» TASK ITEM
In the entries below, how many lines include "javascript"? Reply with the number and nothing more.

» AVAILABLE DATA
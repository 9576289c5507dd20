//! Skill lexicon — the static skill taxonomy, kept as data and compiled once.

use regex::Regex;
use tracing::debug;

/// Category name → surface-form patterns. Patterns run against lowercased text.
pub const SKILL_CATEGORIES: &[(&str, &[&str])] = &[
    (
        "programming_languages",
        &[
            r"\b(python|java|javascript|typescript|c\+\+|c#|go|rust|swift|kotlin|scala|php|ruby|r|matlab|perl|bash|shell)\b",
            r"\b(html|css|sql|nosql|mongodb|postgresql|mysql|oracle|sqlite)\b",
        ],
    ),
    (
        "frameworks_libraries",
        &[
            r"\b(spring|spring boot|django|flask|fastapi|express|react|angular|vue|node\.js|jquery|bootstrap|tailwind)\b",
            r"\b(tensorflow|pytorch|scikit-learn|pandas|numpy|matplotlib|seaborn|plotly)\b",
            r"\b(docker|kubernetes|jenkins|git|github|gitlab|bitbucket|jira|confluence)\b",
        ],
    ),
    (
        "cloud_platforms",
        &[
            r"\b(aws|amazon web services|azure|google cloud|gcp|heroku|digitalocean|linode|vultr)\b",
            r"\b(ec2|s3|lambda|rds|dynamodb|cloudfront|route53|vpc|iam|sagemaker)\b",
        ],
    ),
    (
        "databases",
        &[r"\b(mysql|postgresql|mongodb|redis|cassandra|elasticsearch|dynamodb|firebase|supabase)\b"],
    ),
    (
        "methodologies",
        &[r"\b(agile|scrum|kanban|waterfall|devops|ci/cd|tdd|bdd|lean|six sigma)\b"],
    ),
    (
        "soft_skills",
        &[
            r"\b(leadership|communication|teamwork|problem solving|critical thinking|time management)\b",
            r"\b(project management|collaboration|mentoring|presentation|negotiation|adaptability)\b",
        ],
    ),
];

/// A named category with its compiled matchers, in declaration order.
#[derive(Debug)]
pub struct SkillCategory {
    pub name: &'static str,
    pub patterns: Vec<Regex>,
}

#[derive(Debug)]
pub struct SkillLexicon {
    categories: Vec<SkillCategory>,
}

impl SkillLexicon {
    pub fn new() -> Result<Self, regex::Error> {
        Self::from_table(SKILL_CATEGORIES)
    }

    pub fn from_table(table: &[(&'static str, &[&str])]) -> Result<Self, regex::Error> {
        let categories = table
            .iter()
            .map(|&(name, patterns)| -> Result<SkillCategory, regex::Error> {
                Ok(SkillCategory {
                    name,
                    patterns: patterns
                        .iter()
                        .map(|p| Regex::new(p))
                        .collect::<Result<_, _>>()?,
                })
            })
            .collect::<Result<_, _>>()?;

        let lexicon = Self { categories };
        let names: Vec<&str> = lexicon.categories().iter().map(|c| c.name).collect();
        debug!(?names, "Skill lexicon compiled");
        Ok(lexicon)
    }

    pub fn categories(&self) -> &[SkillCategory] {
        &self.categories
    }

    /// Every non-overlapping match of every pattern, in pattern order.
    /// `text` must already be lowercased.
    pub fn find_all<'a>(&'a self, text: &'a str) -> impl Iterator<Item = &'a str> + 'a {
        self.categories
            .iter()
            .flat_map(|c| c.patterns.iter())
            .flat_map(move |p| p.find_iter(text).map(|m| m.as_str()))
    }
}

#[cfg(test)]
mod tests {
    use super::*;

    fn matches(text: &str) -> Vec<String> {
        let lexicon = SkillLexicon::new().unwrap();
        lexicon.find_all(text).map(String::from).collect()
    }

    #[test]
    fn test_lexicon_compiles_all_categories() {
        let lexicon = SkillLexicon::new().unwrap();
        let names: Vec<&str> = lexicon.categories().iter().map(|c| c.name).collect();
        assert_eq!(
            names,
            vec![
                "programming_languages",
                "frameworks_libraries",
                "cloud_platforms",
                "databases",
                "methodologies",
                "soft_skills"
            ]
        );
        assert!(lexicon.categories().iter().all(|c| !c.patterns.is_empty()));
    }

    #[test]
    fn test_word_boundaries_are_respected() {
        let found = matches("pythonic gopher javascript");
        assert_eq!(found, vec!["javascript"]);
    }

    #[test]
    fn test_multi_word_and_punctuated_skills() {
        let found = matches("node.js, ci/cd and google cloud with six sigma");
        assert!(found.contains(&"node.js".to_string()));
        assert!(found.contains(&"ci/cd".to_string()));
        assert!(found.contains(&"google cloud".to_string()));
        assert!(found.contains(&"six sigma".to_string()));
    }

    #[test]
    fn test_skill_in_two_categories_matches_twice() {
        // mysql is listed under languages and databases.
        let found = matches("mysql");
        assert_eq!(found, vec!["mysql", "mysql"]);
    }

    #[test]
    fn test_alternation_prefers_first_listed_form() {
        // "spring" precedes "spring boot" in the alternation, so the shorter form wins.
        assert_eq!(matches("spring boot"), vec!["spring"]);
    }

    #[test]
    fn test_invalid_pattern_is_reported() {
        let table: &[(&'static str, &[&str])] = &[("broken", &[r"\b(unclosed"])];
        assert!(SkillLexicon::from_table(table).is_err());
    }
}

» ANSWER TO THIS PROBLEM
3